Sementara menukil data Yahoo Finance, rupiah pada waktu yang sama berada di level Rp16.747 per USD. Rupiah turun tipis karena pada penutupan perdagangan kemarin berada di level Rp16.745 per USD.
Baca juga:
Dolar AS Melonjak ke Level Tertinggi |
Pengamat mata uang dan komoditas Ibrahim Assuaibi mengungkapkan alasan rupiah jatuh hingga Rp16.700 per dolar AS (USD) sore ini. Jika tren ini berlanjut hingga menembus Rp16.800 per dolar AS, Ibrahim menilai ada kemungkinan rupiah terperosok lebih dalam.
Menurut Ibrahim, pelemahan rupiah didorong oleh faktor eksternal maupun internal. Dari sisi eksternal, Presiden Amerika Serikat Donald Trump dalam pidatonya di Perserikatan Bangsa-Bangsa (PBB) pada Selasa lalu, menyampaikan pernyataan lebih agresif terhadap Rusia. Ia memperingatkan negara-negara Eropa agar menghentikan pembelian minyak dari Rusia, serta membuka kemungkinan sanksi baru yang menargetkan aliran energi.
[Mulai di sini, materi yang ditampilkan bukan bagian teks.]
//! Report rendering
//!
//! Turns a `SecurityReport` (plus the underlying facts, for detail
//! lines) into the human-readable summary, or serializes it to JSON.

use crate::error::Result;
use crate::evaluator::{CheckStatus, SecurityReport};
use crate::probes::types::ProbeFindings;
use std::fmt::Write;

/// Serialize the report as pretty-printed JSON
pub fn render_json(report: &SecurityReport) -> Result<String> {
    Ok(serde_json::to_string_pretty(report)?)
}

/// Render the human-readable summary
pub fn render_text(report: &SecurityReport, findings: &ProbeFindings) -> String {
    let mut out = String::new();

    let _ = writeln!(out, "Security audit for {}", report.domain);
    let _ = writeln!(out, "{}", "=".repeat(50));

    let _ = writeln!(
        out,
        "DMARC:       {} {}",
        status_icon(report.test_statuses.get("dmarc")),
        dmarc_detail(findings)
    );
    let _ = writeln!(
        out,
        "SPF:         {} {}",
        status_icon(report.test_statuses.get("spf")),
        spf_detail(findings)
    );
    let _ = writeln!(
        out,
        "DKIM:        {} {}",
        status_icon(report.test_statuses.get("dkim")),
        dkim_detail(findings)
    );
    let _ = writeln!(
        out,
        "Mail Server: {} {}",
        status_icon(report.test_statuses.get("mail_server")),
        mail_server_detail(findings)
    );

    let _ = writeln!(out);
    let _ = writeln!(out, "Security Score:");
    let _ = writeln!(out, "  Overall Score: {}/100", report.overall_score);
    let _ = writeln!(out, "  Risk Level: {}", report.risk_level);
    let _ = writeln!(out, "  Status: {}", report.overall_status);
    let _ = writeln!(out, "  Tests Passed: {}", report.tests_passed);

    if !report.recommendations.is_empty() {
        let _ = writeln!(out);
        let _ = writeln!(out, "Recommendations:");
        for rec in &report.recommendations {
            let _ = writeln!(out, "  - {}", rec);
        }
    }

    out
}

fn status_icon(status: Option<&CheckStatus>) -> String {
    match status {
        Some(s) => s.to_string(),
        None => "N/A".to_string(),
    }
}

fn dmarc_detail(findings: &ProbeFindings) -> String {
    match &findings.dmarc {
        Some(facts) if facts.present => {
            let policy = facts
                .policy
                .map(|p| p.to_string())
                .unwrap_or_else(|| "none".to_string());
            if facts.has_reporting_address {
                format!("(policy: {}, reporting configured)", policy)
            } else {
                format!("(policy: {}, no reporting address)", policy)
            }
        }
        Some(_) => "(no record)".to_string(),
        None => "(probe did not complete)".to_string(),
    }
}

fn spf_detail(findings: &ProbeFindings) -> String {
    match &findings.spf {
        Some(facts) if facts.present => {
            let qualifier = facts
                .all_qualifier
                .map(|q| q.to_string())
                .unwrap_or_else(|| "no 'all' mechanism".to_string());
            if facts.record_count > 1 {
                format!(
                    "(qualifier: {}, {} records published - RFC violation)",
                    qualifier, facts.record_count
                )
            } else {
                format!("(qualifier: {}, {} includes)", qualifier, facts.include_count)
            }
        }
        Some(_) => "(no record)".to_string(),
        None => "(probe did not complete)".to_string(),
    }
}

fn dkim_detail(findings: &ProbeFindings) -> String {
    match &findings.dkim {
        Some(facts) if facts.present => {
            format!("(selectors: {})", facts.selectors_found.join(", "))
        }
        Some(_) => "(no record under common selectors)".to_string(),
        None => "(probe did not complete)".to_string(),
    }
}

fn mail_server_detail(findings: &ProbeFindings) -> String {
    match &findings.mail_server {
        Some(facts) if facts.smtp_accessible => {
            format!(
                "(mx: {}, STARTTLS: {}, AUTH: {})",
                facts.primary_mx.as_deref().unwrap_or("?"),
                if facts.supports_tls { "yes" } else { "no" },
                if facts.supports_auth { "yes" } else { "no" },
            )
        }
        Some(facts) if facts.mx_record_count == 0 => "(no MX records)".to_string(),
        Some(_) => "(not accessible)".to_string(),
        None => "(probe did not complete)".to_string(),
    }
}
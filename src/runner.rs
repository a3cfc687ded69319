//! Probe runner
//!
//! Executes the four probes for a domain concurrently, each under its
//! own deadline. The probes share no state, so failure handling is
//! per-probe: a timeout or transport error yields an absent fact set
//! and the evaluation proceeds on whatever completed. The runner never
//! returns an error.

use crate::config::Config;
use crate::error::Result;
use crate::probes::types::ProbeFindings;
use crate::probes::{DkimProbe, DmarcProbe, MailServerProbe, SpfProbe};
use std::time::Duration;
use tracing::{info, warn};

/// Run all probes for a domain and collect the findings
pub async fn run_probes(domain: &str, config: &Config) -> ProbeFindings {
    let deadline = Duration::from_secs(config.probe.timeout_secs);

    let dmarc_probe = DmarcProbe::new();
    let spf_probe = SpfProbe::new();
    let dkim_probe = DkimProbe::new(config.dkim.selectors.clone());
    let mail_server_probe = MailServerProbe::new(&config.probe);

    info!("Running security probes for {}", domain);

    let (dmarc, spf, dkim, mail_server) = tokio::join!(
        tokio::time::timeout(deadline, dmarc_probe.probe(domain)),
        tokio::time::timeout(deadline, spf_probe.probe(domain)),
        tokio::time::timeout(deadline, dkim_probe.probe(domain)),
        tokio::time::timeout(deadline, mail_server_probe.probe(domain)),
    );

    ProbeFindings {
        dmarc: settle("DMARC", domain, dmarc),
        spf: settle("SPF", domain, spf),
        dkim: settle("DKIM", domain, dkim),
        mail_server: settle("Mail server", domain, mail_server),
    }
}

/// Collapse a timed probe outcome into an optional fact set
fn settle<T>(
    probe_name: &str,
    domain: &str,
    outcome: std::result::Result<Result<T>, tokio::time::error::Elapsed>,
) -> Option<T> {
    match outcome {
        Ok(Ok(facts)) => Some(facts),
        Ok(Err(e)) => {
            warn!("{} probe failed for {}: {}", probe_name, domain, e);
            None
        }
        Err(_) => {
            warn!("{} probe timed out for {}", probe_name, domain);
            None
        }
    }
}

#[cfg(test)]
mod tests {
    use super::*;
    use crate::error::AuditError;

    async fn timed<T>(
        deadline: Duration,
        fut: impl std::future::Future<Output = Result<T>>,
    ) -> std::result::Result<Result<T>, tokio::time::error::Elapsed> {
        tokio::time::timeout(deadline, fut).await
    }

    #[tokio::test]
    async fn test_settle_success() {
        let outcome = timed(Duration::from_secs(1), async { Ok(42u32) }).await;
        assert_eq!(settle("test", "example.com", outcome), Some(42));
    }

    #[tokio::test]
    async fn test_settle_probe_error() {
        let outcome = timed(Duration::from_secs(1), async {
            Err::<u32, _>(AuditError::DnsLookup("boom".to_string()))
        })
        .await;
        assert_eq!(settle("test", "example.com", outcome), None);
    }

    #[tokio::test]
    async fn test_settle_timeout() {
        let outcome = timed(Duration::from_millis(10), async {
            tokio::time::sleep(Duration::from_secs(5)).await;
            Ok(42u32)
        })
        .await;
        assert_eq!(settle("test", "example.com", outcome), None);
    }
}
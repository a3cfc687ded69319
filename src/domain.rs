use crate::error::{AuditError, Result};
use regex::Regex;

/// Shape check for domain names: label characters, at least one dot,
/// alphabetic TLD of two or more characters
const DOMAIN_PATTERN: &str = r"^[a-zA-Z0-9]([a-zA-Z0-9-]{0,61}[a-zA-Z0-9])?(\.[a-zA-Z0-9]([a-zA-Z0-9-]{0,61}[a-zA-Z0-9])?)*\.[a-zA-Z]{2,}$";

/// Normalize and validate a domain argument
pub fn validate_domain(input: &str) -> Result<String> {
    let domain = input.trim().trim_end_matches('.').to_lowercase();

    if domain.is_empty() {
        return Err(AuditError::InvalidDomain("Domain is empty".to_string()));
    }

    let pattern = Regex::new(DOMAIN_PATTERN).expect("domain pattern is valid");
    if !pattern.is_match(&domain) {
        return Err(AuditError::InvalidDomain(format!(
            "'{}' is not a valid domain name",
            domain
        )));
    }

    Ok(domain)
}

#[cfg(test)]
mod tests {
    use super::*;

    #[test]
    fn test_valid_domains() {
        assert_eq!(validate_domain("example.com").unwrap(), "example.com");
        assert_eq!(validate_domain("sub.example.co.uk").unwrap(), "sub.example.co.uk");
        assert_eq!(validate_domain("Example.COM").unwrap(), "example.com");
        assert_eq!(validate_domain(" example.com \n").unwrap(), "example.com");
        assert_eq!(validate_domain("example.com.").unwrap(), "example.com");
        assert_eq!(validate_domain("x1.de").unwrap(), "x1.de");
    }

    #[test]
    fn test_invalid_domains() {
        assert!(validate_domain("").is_err());
        assert!(validate_domain("nodot").is_err());
        assert!(validate_domain("-leading.com").is_err());
        assert!(validate_domain("trailing-.com").is_err());
        assert!(validate_domain("spaces in.com").is_err());
        assert!(validate_domain("example.c0m1").is_err());
        assert!(validate_domain("http://example.com").is_err());
    }
}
"Meski belum ada kebijakan konkret, retorika ini meningkatkan risiko geopolitik di pasar global," kata Ibrahim dalam keterangannya, Kamis, 25 September 2025.
Situasi semakin memanas karena Ukraina, dengan dukungan NATO dan Amerika Serikat, meningkatkan serangan drone terhadap infrastruktur energi Rusia dalam beberapa minggu terakhir. Target serangan tersebut meliputi kilang minyak dan terminal ekspor, dengan tujuan mengurangi pendapatan ekspor Moskow. Ketegangan ini membuat indeks dolar AS menguat signifikan hingga mendekati level 97,85, sehingga memberi tekanan tambahan pada rupiah.
Dari sisi internal, lanjut Ibrahim, perdebatan mengenai kebijakan tax amnesty juga memengaruhi pasar. Pada era pemerintahan Presiden Jokowi di bawah Menteri Keuangan Sri Mulyani, tax amnesty dilaksanakan sebanyak dua kali dan mendapat sambutan positif dari pasar. Kebijakan ini terbukti mampu menarik dana masuk kembali ke pasar modal Indonesia dan memperkuat rupiah.
Namun, di pemerintahan saat ini, rencana tax amnesty ditolak Menteri Keuangan (Menkeu) Purbaya Yudhi Sadewa, dengan alasan dikhawatirkan menjadi ajang kongkalikong pengusaha. Keputusan tersebut justru mendapat respons negatif dari pasar.
"Ini karena dianggap menghilangkan peluang untuk memperkuat basis penerimaan negara sekaligus menambah kepercayaan investor," kata Ibrahim.